さらに、2021年4月には高年齢者雇用安定法が改正され65歳までの雇用確保に加えて、70歳までの就業を確保することについて努力義務が課されたのです。そして、今後、この努力義務が義務化されることも十分に予想されます。
「人生100年」と言われているくらいですから、70歳までの就業義務化にあわせて年金の支給開始年齢も70歳に引き上げるという噂も現実味を帯びてくるというわけです。
30代のあなたは年金で暮らせるのか
公益財団法人生命保険文化センターのアンケート調査「生活保障に関する調査」で、ゆとりある老後にはいくら必要か?という問いに対して、旅行や趣味付き合いも踏まえると平均36.1万円必要だといわれています。
厚生労働省が公表している令和3年度のモデル世帯(夫40年就業、妻 専業主婦)の年金額は22万496円とされており現時点で14万円の乖離があるのです。

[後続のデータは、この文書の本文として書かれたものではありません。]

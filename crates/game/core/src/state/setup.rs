use std::collections::{BTreeMap, BTreeSet};

use crate::config::GameConfig;
use crate::env::{
    COLOR_STREAM, GameEnv, MapOracle, RngOracle, Room, SeedStream, TASK_STREAM, TaskDefinition,
    TaskId, TaskKind,
};
use crate::error::{ConfigError, InvariantViolation, SetupError};
use crate::roles::{ImpostorRoster, RoleStrategy, assign_roles};

use super::{GameState, MeetingState, Phase, Player, PlayerId, Task, TurnState};

impl GameState {
    /// Builds the initial state of a game.
    ///
    /// Order matters: roles are assigned for the whole roster first, the
    /// players are materialised, and only the finished player list is used to
    /// derive the [`ImpostorRoster`]. A win condition that already holds (for
    /// example impostor parity in a tiny roster) ends the game immediately.
    ///
    /// # Errors
    ///
    /// Fails with [`SetupError`] on invalid configuration, a map that lacks the
    /// referenced rooms or enough tasks, or a broken roster invariant.
    pub fn initialize(config: GameConfig, env: &GameEnv<'_>) -> Result<Self, SetupError> {
        config.validate()?;
        let map = env.map()?;
        let rng = env.rng()?;

        let spawn = map.spawn_room();
        for room in [&spawn, &map.meeting_room(), &map.emergency_room()] {
            ensure_room(map, room)?;
        }

        let colors = shuffled_colors(rng, config.seed);
        let assignment = assign_roles(
            config.num_players,
            config.num_impostors,
            &RoleStrategy::from_config(&config),
            rng,
        )?;
        if assignment.len() != config.num_players {
            return Err(InvariantViolation::IncompleteAssignment {
                players: config.num_players,
                assigned: assignment.len(),
            }
            .into());
        }

        let deck = TaskDeck::from_map(map, &config)?;
        let mut tasks = SeedStream::new(rng, config.seed, TASK_STREAM);
        let common = deck.draw(TaskKind::Common, config.tasks.common, &mut tasks);

        let mut handed_out = BTreeMap::new();
        let mut players = Vec::with_capacity(config.num_players);
        for (index, role) in assignment.roles().iter().enumerate() {
            let mut own: Vec<TaskDefinition> = common.clone();
            own.extend(deck.draw(TaskKind::Short, config.tasks.short, &mut tasks));
            own.extend(deck.draw(TaskKind::Long, config.tasks.long, &mut tasks));
            for definition in &own {
                handed_out.insert(definition.id, definition.clone());
            }

            players.push(Player {
                id: PlayerId(index as u32),
                name: format!("Player {}: {}", index + 1, colors[index]),
                role: *role,
                alive: true,
                location: spawn.clone(),
                tasks: own.iter().map(Task::from).collect(),
                personality: personality_for(&config, index),
                emergency_calls_left: config.emergency_calls_per_player,
                last_kill: None,
                action_history: Vec::new(),
            });
        }

        let mut names = BTreeSet::new();
        for player in &players {
            if !names.insert(player.name.as_str()) {
                return Err(InvariantViolation::DuplicateName(player.name.clone()).into());
            }
        }

        let impostors = ImpostorRoster::from_players(&players, config.num_impostors)?;

        let mut state = Self {
            config,
            players,
            phase: Phase::Task,
            turn: TurnState::new(),
            impostors,
            events: Vec::new(),
            bodies: Vec::new(),
            meeting: MeetingState::default(),
            tasks: handed_out,
        };
        crate::phase::evaluate_win(&mut state);
        Ok(state)
    }
}

fn ensure_room(map: &dyn MapOracle, room: &Room) -> Result<(), ConfigError> {
    if map.contains(room) {
        Ok(())
    } else {
        Err(ConfigError::UnknownRoom(room.to_string()))
    }
}

fn shuffled_colors(rng: &dyn RngOracle, seed: u64) -> Vec<&'static str> {
    let mut colors = GameConfig::COLORS.to_vec();
    SeedStream::new(rng, seed, COLOR_STREAM).shuffle(&mut colors);
    colors
}

fn personality_for(config: &GameConfig, index: usize) -> Option<String> {
    if config.personalities.is_empty() {
        return None;
    }
    Some(config.personalities[index % config.personalities.len()].clone())
}

/// Map task catalogue split by kind, in catalogue order.
struct TaskDeck {
    by_kind: BTreeMap<TaskKind, Vec<TaskDefinition>>,
}

impl TaskDeck {
    fn from_map(map: &dyn MapOracle, config: &GameConfig) -> Result<Self, ConfigError> {
        let mut by_kind: BTreeMap<TaskKind, Vec<TaskDefinition>> = BTreeMap::new();
        let mut ids: BTreeSet<TaskId> = BTreeSet::new();
        for task in map.tasks() {
            ensure_room(map, &task.room)?;
            if ids.insert(task.id) {
                by_kind.entry(task.kind).or_default().push(task);
            }
        }

        let deck = Self { by_kind };
        for (kind, requested) in [
            (TaskKind::Common, config.tasks.common),
            (TaskKind::Short, config.tasks.short),
            (TaskKind::Long, config.tasks.long),
        ] {
            let available = deck.available(kind);
            if available < requested {
                return Err(ConfigError::NotEnoughTasks {
                    kind: kind_label(kind),
                    available,
                    requested,
                });
            }
        }
        Ok(deck)
    }

    fn available(&self, kind: TaskKind) -> usize {
        self.by_kind.get(&kind).map_or(0, Vec::len)
    }

    /// `count` distinct tasks of `kind`, chosen by the seeded stream.
    fn draw(
        &self,
        kind: TaskKind,
        count: usize,
        stream: &mut SeedStream<'_, dyn RngOracle + '_>,
    ) -> Vec<TaskDefinition> {
        let Some(pool) = self.by_kind.get(&kind) else {
            return Vec::new();
        };
        let mut order: Vec<usize> = (0..pool.len()).collect();
        stream.shuffle(&mut order);
        order
            .into_iter()
            .take(count)
            .map(|index| pool[index].clone())
            .collect()
    }
}

fn kind_label(kind: TaskKind) -> &'static str {
    match kind {
        TaskKind::Common => "common",
        TaskKind::Short => "short",
        TaskKind::Long => "long",
    }
}

#[cfg(test)]
mod tests {
    use super::*;
    use crate::config::TaskQuota;
    use crate::env::{Env, PcgRng};
    use crate::state::Role;
    use crate::test_support::TestMap;

    fn build(config: GameConfig) -> Result<GameState, SetupError> {
        let map = TestMap;
        let rng = PcgRng;
        let env = Env::with_all(&map, &rng).into_game_env();
        GameState::initialize(config, &env)
    }

    #[test]
    fn seven_player_roster_has_two_impostors() {
        let state = build(GameConfig::seven_member().with_seed(3)).unwrap();

        assert_eq!(state.players.len(), 7);
        assert_eq!(state.living_count(Role::Impostor), 2);
        assert_eq!(state.impostors.len(), 2);
        for id in state.impostors.ids() {
            assert_eq!(state.player(*id).unwrap().role, Role::Impostor);
        }
        assert!(state.players.iter().all(|p| p.location == Room::new("Cafeteria")));
        assert_eq!(state.phase, Phase::Task);
    }

    #[test]
    fn names_follow_roster_order_and_are_unique() {
        let state = build(GameConfig::nine_member().with_seed(8)).unwrap();
        let names: BTreeSet<_> = state.players.iter().map(|p| p.name.as_str()).collect();
        assert_eq!(names.len(), 9);
        for (index, player) in state.players.iter().enumerate() {
            assert!(player.name.starts_with(&format!("Player {}: ", index + 1)));
        }
    }

    #[test]
    fn same_seed_builds_the_same_game() {
        let first = build(GameConfig::seven_member().with_seed(21)).unwrap();
        let second = build(GameConfig::seven_member().with_seed(21)).unwrap();
        assert_eq!(first, second);
    }

    #[test]
    fn everyone_shares_the_common_task() {
        let state = build(GameConfig::five_member().with_seed(4)).unwrap();
        let common: BTreeSet<_> = state
            .players
            .iter()
            .flat_map(|p| p.tasks.iter().filter(|t| t.kind == TaskKind::Common))
            .map(|t| t.id)
            .collect();
        assert_eq!(common.len(), 1);
        assert!(state.players.iter().all(|p| p.tasks.len() == 3));
    }

    #[test]
    fn fixed_roles_are_respected() {
        let roles = vec![
            Role::Crewmate,
            Role::Impostor,
            Role::Crewmate,
            Role::Crewmate,
            Role::Crewmate,
        ];
        let state = build(GameConfig::five_member().with_fixed_roles(roles)).unwrap();
        assert_eq!(state.impostors.ids(), [PlayerId(1)]);
    }

    #[test]
    fn short_catalogue_is_a_config_error() {
        let mut config = GameConfig::five_member();
        config.tasks = TaskQuota::new(5, 1, 1);
        assert!(matches!(
            build(config),
            Err(SetupError::Config(ConfigError::NotEnoughTasks { kind: "common", .. }))
        ));
    }

    #[test]
    fn missing_map_is_reported() {
        let env: GameEnv<'_> = Env::empty();
        assert!(matches!(
            GameState::initialize(GameConfig::five_member(), &env),
            Err(SetupError::Oracle(_))
        ));
    }

    #[test]
    fn parity_at_start_ends_the_game() {
        let state = build(GameConfig::new(2, 1)).unwrap();
        assert!(state.is_over());
    }
}
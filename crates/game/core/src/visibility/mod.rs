//! Per-player redacted views of the global state.
//!
//! [`observe`] is the only way policy code learns about the game. It never
//! exposes another player's role, an unwitnessed event, or a secret ballot;
//! the impostor roster reaches impostors through their agent context, not
//! through observations.

mod observation;

pub use observation::{Observation, ObservedEvent, TaskView};

use crate::action::legal_actions;
use crate::env::{GameEnv, OracleError};
use crate::error::{ErrorSeverity, GameError};
use crate::state::{GameState, PlayerId};

#[derive(Clone, Debug, PartialEq, Eq, thiserror::Error)]
pub enum ObserveError {
    #[error("player {0} is not part of this game")]
    UnknownPlayer(PlayerId),

    #[error(transparent)]
    Oracle(#[from] OracleError),
}

impl GameError for ObserveError {
    fn severity(&self) -> ErrorSeverity {
        match self {
            ObserveError::UnknownPlayer(_) => ErrorSeverity::Validation,
            ObserveError::Oracle(e) => e.severity(),
        }
    }

    fn error_code(&self) -> &'static str {
        match self {
            ObserveError::UnknownPlayer(_) => "OBSERVE_UNKNOWN_PLAYER",
            ObserveError::Oracle(e) => e.error_code(),
        }
    }
}

/// Builds `player`'s observation from scratch.
///
/// Pure function of `(state, player)` and the static map: identical inputs
/// always yield identical observations.
///
/// # Errors
///
/// Fails for unknown players or a missing map oracle.
pub fn observe(
    state: &GameState,
    env: &GameEnv<'_>,
    player: PlayerId,
) -> Result<Observation, ObserveError> {
    let me = state
        .player(player)
        .ok_or(ObserveError::UnknownPlayer(player))?;
    let map = env.map()?;

    let co_located = if me.alive {
        state
            .occupants(&me.location)
            .into_iter()
            .map(|id| state.name_of(id).to_string())
            .collect()
    } else {
        Vec::new()
    };

    let bodies = if me.alive {
        state
            .bodies_in(&me.location)
            .map(|body| state.name_of(body.victim).to_string())
            .collect()
    } else {
        Vec::new()
    };

    let history = state
        .events
        .iter()
        .filter(|event| event.is_witnessed_by(player))
        .map(|event| ObservedEvent {
            sequence: event.sequence,
            timestep: event.timestep,
            phase: event.phase.label(),
            text: event.describe(state),
        })
        .collect();

    let own_actions = me
        .action_history
        .iter()
        .map(|record| {
            format!(
                "Timestep {}: [{}] {}",
                record.timestep,
                record.phase.label(),
                record.action.describe(state)
            )
        })
        .collect();

    let tasks = me
        .tasks
        .iter()
        .map(|task| TaskView {
            name: task.name.clone(),
            room: task.room.clone(),
            steps_left: task.steps_left,
            path: map.path(&me.location, &task.room).unwrap_or_default(),
        })
        .collect();

    let legal = legal_actions(state, env, player);
    let legal_descriptions = legal.iter().map(|action| action.describe(state)).collect();

    Ok(Observation {
        player,
        name: me.name.clone(),
        role: me.role,
        alive: me.alive,
        timestep: state.turn.timestep,
        max_timesteps: state.config.max_timesteps,
        phase: state.phase,
        discussion_rounds: state.config.discussion_rounds,
        location: me.location.clone(),
        co_located,
        bodies,
        history,
        own_actions,
        tasks,
        legal_actions: legal,
        legal_descriptions,
    })
}
//! Runtime orchestration for hidden-role games played by agents.
//!
//! This crate wires the deterministic rules of `game-core` to decision
//! policies, agent logs and an event bus. Consumers build a [`Game`] (or a
//! whole batch through [`run_batch`]) and drive it turn by turn.
//!
//! Modules are organized by responsibility:
//! - [`game`] hosts the orchestrator and its builder
//! - [`agent`] binds one player to a policy and keeps its memory
//! - [`providers`] contains the random and LLM decision policies
//! - [`api`] exposes the types downstream clients interact with
//! - [`events`] provides topic-based event bus for flexible event routing
//! - [`oracle`] and [`repository`] provide data adapters reused by other crates
pub mod agent;
pub mod api;
pub mod batch;
pub mod config;
pub mod events;
pub mod game;
pub mod oracle;
pub mod providers;
pub mod repository;
pub mod utils;

pub use agent::AgentShell;
pub use api::{
    AgentContext, AgentIdentity, Decision, DecisionError, DecisionPolicy, Result, RuntimeError,
};
pub use batch::{BatchConfig, run_batch};
pub use config::{AgentConfig, AgentPreset, PolicyKind};
pub use events::{Event, EventBus, GameStateEvent, Topic, TurnEvent};
pub use game::{Game, GameBuilder, GameSummary};
pub use oracle::OracleManager;
pub use providers::{CompletionClient, CompletionRequest, LlmPolicy, RandomPolicy};
pub use repository::{
    AgentLog, AgentLogRecord, AgentResponse, FileAgentLog, MemoryAgentLog, RepositoryError,
};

30代が年金を受給するのは当面先になり、そもそも年金がもらえるのかという点、もらえたとして年金で生活できるのかという点について最後に整理をしていきます。2004年の改正を踏まえて日本の年金制度のしくみからすると、
1:給与やモノの値段があがっても年金は同様に上がらないしくみができており、保険料収入などの財源の範囲内で給付を行うこととなっている。
2:5年に1度財政検証が行われ100年先を見通して調整するしくみをとっている。
3:支給開始年齢の引き上げも検討される可能性が十分にある。
これらのことから財源が破綻しないように年金額を下げるしくみや支給開始年齢の引き上げも検討されることも考えられることから、結果として年金が破綻することやもらえなくなるといったことはおそらくないでしょう。ただし、年金の額は減ってくることが想定されるため、年金のみの収入で生活していくことは厳しいといわざるを得ません。
また、人生100年時代といっても健康な体があってのみ働くことができるため企業が就業確保措置をとったとしても必ず働けるとはいえません。国がiDeCo(個人型確定拠出年金)やNISA(個人投資家のための税制優遇制度)の普及に力を入れるのも、「今の現役世代は年金のみでの生活は厳しい」といったことを前提に、国民に対して自己責任で資産形成を行うよう暗に求めているといえなくもありません。
いずれにしてもiDeCoやNISAその他年金に頼らない資産形成を考えていく必要があるといえるでしょう。